Players’ Abrupt Cancellation By Tour Commissioner  Caught Fans, Tour Players Off Guard

By Len Ziehm

Commissioner Jay Monahan gave his annual state of the PGA Tour announcement earlier this week, noting with pride that the circuit has events in Asia, Canada, Bermuda and the Dominican Republic and three allied international tours in Canada, China and Latin America.

He added that over 200,000 fans were expected and 900 media were credentialed for The Players Championship, which teed off on Thursday at TPC Sawgrass.

The questioning after Monahan made his pre-tournament remarks, though, focused on something else – the coronavirus pandemic.

“A very dynamic situation,’’ Monahan conceded. Just how dynamic became very clear on Thursday morning, four hours after the first players had teed off in the most lucrative tournament of the season. The Players has a $15 million purse.

Then, about 12 hours after that, the PGA Tour issued a statement saying that The Players, as well as the tournaments of the next three weeks, wouldn’t be played. In 51 years reporting on golf I’ve covered some wild scenarios – but never anything like this.

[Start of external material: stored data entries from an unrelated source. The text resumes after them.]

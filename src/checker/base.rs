// 检测器公共部分：限流与超时配置

use std::time::Duration;

use super::governor::{AdmitPermit, RateGovernor};
use super::types::Platform;

/// 默认等待放行超时
const DEFAULT_ADMISSION_TIMEOUT: Duration = Duration::from_secs(300);

/// 各平台检测器共享的基础部分
#[derive(Debug)]
pub struct BaseChecker {
    platform: Platform,
    governor: RateGovernor,
    /// 单次检测超时（从放行开始计时）
    timeout: Duration,
    /// 等待放行的最长时间
    admission_timeout: Duration,
}

impl BaseChecker {
    /// 创建基础检测器，默认不限制请求间隔
    pub fn new(platform: Platform, concurrency_limit: usize, timeout: Duration) -> Self {
        Self {
            platform,
            governor: RateGovernor::new(platform, concurrency_limit, Duration::ZERO),
            timeout,
            admission_timeout: DEFAULT_ADMISSION_TIMEOUT,
        }
    }

    /// 设置相邻请求的最小间隔
    pub fn with_min_interval(mut self, min_interval: Duration) -> Self {
        self.governor = RateGovernor::new(
            self.platform,
            self.governor.concurrency_limit(),
            min_interval,
        );
        self
    }

    pub fn with_admission_timeout(mut self, admission_timeout: Duration) -> Self {
        self.admission_timeout = admission_timeout;
        self
    }

    pub fn platform(&self) -> Platform {
        self.platform
    }

    pub fn timeout(&self) -> Duration {
        self.timeout
    }

    pub fn admission_timeout(&self) -> Duration {
        self.admission_timeout
    }

    pub fn governor(&self) -> &RateGovernor {
        &self.governor
    }

    /// 应用频率限制，等待放行
    pub async fn apply_rate_limit(&self) -> AdmitPermit {
        self.governor.admit().await
    }
}
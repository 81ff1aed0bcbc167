//! 别名域名重定向解析
//!
//! 跟随 HTTP 重定向拿到最终 URL，交给解析器按官方域名规则重新校验。
//! 只返回 URL 字符串，不解析路径内容。

use anyhow::{Context, Result};
use async_trait::async_trait;
use reqwest::header::HeaderMap;
use reqwest::redirect::Policy;
use reqwest::Client;
use std::time::Duration;
use thiserror::Error;
use tracing::{debug, warn};

use crate::netdisk::BrowserHeaders;

/// 默认最大重定向次数
pub const DEFAULT_MAX_REDIRECTS: usize = 10;

/// 重定向解析错误
#[derive(Debug, Clone, PartialEq, Eq, Error)]
pub enum ResolveError {
    #[error("重定向请求超时")]
    Timeout,
    #[error("重定向次数过多 (上限 {0})")]
    TooManyRedirects(usize),
    #[error("重定向请求失败: {0}")]
    Network(String),
}

/// 重定向解析接口
#[async_trait]
pub trait RedirectResolve: Send + Sync {
    /// 返回重定向后的最终 URL，整个过程不超过 `timeout`
    async fn resolve(&self, url: &str, timeout: Duration) -> Result<String, ResolveError>;
}

/// 基于 reqwest 的重定向解析器
#[derive(Debug, Clone)]
pub struct HttpRedirectResolver {
    client: Client,
    headers: HeaderMap,
    max_redirects: usize,
}

impl HttpRedirectResolver {
    /// 创建重定向解析器
    ///
    /// # 参数
    /// * `headers` - 浏览器请求头
    /// * `max_redirects` - 最大跳转次数，第 `max_redirects + 1` 次跳转视为失败
    pub fn new(headers: &BrowserHeaders, max_redirects: usize) -> Result<Self> {
        let client = Client::builder()
            .redirect(Policy::custom(move |attempt| {
                // previous 中第一个是原始 URL，长度即为本次跳转序号
                if attempt.previous().len() > max_redirects {
                    attempt.error(ResolveError::TooManyRedirects(max_redirects))
                } else {
                    attempt.follow()
                }
            }))
            .build()
            .context("Failed to create redirect HTTP client")?;

        Ok(Self {
            client,
            headers: headers.page_headers()?,
            max_redirects,
        })
    }

    pub fn max_redirects(&self) -> usize {
        self.max_redirects
    }
}

#[async_trait]
impl RedirectResolve for HttpRedirectResolver {
    async fn resolve(&self, url: &str, timeout: Duration) -> Result<String, ResolveError> {
        debug!("跟随重定向: {}", url);

        let request = self.client.get(url).headers(self.headers.clone()).send();

        let response = match tokio::time::timeout(timeout, request).await {
            Err(_) => return Err(ResolveError::Timeout),
            Ok(Err(e)) if e.is_redirect() => {
                warn!("重定向次数过多: {}", url);
                return Err(ResolveError::TooManyRedirects(self.max_redirects));
            }
            Ok(Err(e)) if e.is_timeout() => return Err(ResolveError::Timeout),
            Ok(Err(e)) => return Err(ResolveError::Network(e.to_string())),
            Ok(Ok(response)) => response,
        };

        let final_url = response.url().to_string();
        debug!("重定向完成: {} -> {}", url, final_url);
        Ok(final_url)
    }
}

#[cfg(test)]
mod tests {
    use super::*;
    use httpmock::prelude::*;

    /// 在 mock 服务器上搭建 `hops` 次跳转的重定向链
    async fn redirect_chain(server: &MockServer, hops: usize) {
        for i in 0..hops {
            let next = server.url(format!("/hop/{}", i + 1));
            server
                .mock_async(move |when, then| {
                    when.method(GET).path(format!("/hop/{}", i));
                    then.status(302).header("Location", next.as_str());
                })
                .await;
        }
        server
            .mock_async(move |when, then| {
                when.method(GET).path(format!("/hop/{}", hops));
                then.status(200).body("ok");
            })
            .await;
    }

    fn resolver() -> HttpRedirectResolver {
        HttpRedirectResolver::new(&BrowserHeaders::quark(), DEFAULT_MAX_REDIRECTS).unwrap()
    }

    #[tokio::test]
    async fn test_follows_redirect_to_final_url() {
        let server = MockServer::start_async().await;
        redirect_chain(&server, 2).await;

        let resolved = resolver()
            .resolve(&server.url("/hop/0"), Duration::from_secs(5))
            .await
            .unwrap();
        assert!(resolved.ends_with("/hop/2"));
    }

    #[tokio::test]
    async fn test_ten_hops_allowed() {
        let server = MockServer::start_async().await;
        redirect_chain(&server, 10).await;

        let resolved = resolver()
            .resolve(&server.url("/hop/0"), Duration::from_secs(5))
            .await
            .unwrap();
        assert!(resolved.ends_with("/hop/10"));
    }

    #[tokio::test]
    async fn test_eleventh_hop_fails() {
        let server = MockServer::start_async().await;
        redirect_chain(&server, 11).await;

        let result = resolver()
            .resolve(&server.url("/hop/0"), Duration::from_secs(5))
            .await;
        assert_eq!(result, Err(ResolveError::TooManyRedirects(10)));
    }

    #[tokio::test]
    async fn test_timeout() {
        let server = MockServer::start_async().await;
        server
            .mock_async(|when, then| {
                when.method(GET).path("/slow");
                then.status(200).delay(Duration::from_millis(500));
            })
            .await;

        let result = resolver()
            .resolve(&server.url("/slow"), Duration::from_millis(50))
            .await;
        assert_eq!(result, Err(ResolveError::Timeout));
    }

    #[tokio::test]
    async fn test_sends_browser_user_agent() {
        let server = MockServer::start_async().await;
        let mock = server
            .mock_async(|when, then| {
                when.method(GET)
                    .path("/s/abc")
                    .header_exists("user-agent")
                    .header_exists("accept");
                then.status(200);
            })
            .await;

        resolver()
            .resolve(&server.url("/s/abc"), Duration::from_secs(5))
            .await
            .unwrap();
        mock.assert_hits_async(1).await;
    }
}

Monahan first announced that the final three rounds of the tournament would be played without fans as would the next three tournaments – next week’s Valspar Championship in the Tampa area; the World Golf Championship’s Dell Technologies Match Play Championship March 25-29 in Austin, Texas; and the Valero Texas Open April 2-5. The Corales Punta Cana Resort & Club Championship, to be played opposite the Match Play event, was also postponed.

Japan’s Hideki Matsuyama acknowledged the crowd after his record round, then — a few hours later — the cheering stopped.

The cancellation statement of Thursday night came without comment from Monahan, who was to speak with the media about the latest abrupt change of plans on Friday morning.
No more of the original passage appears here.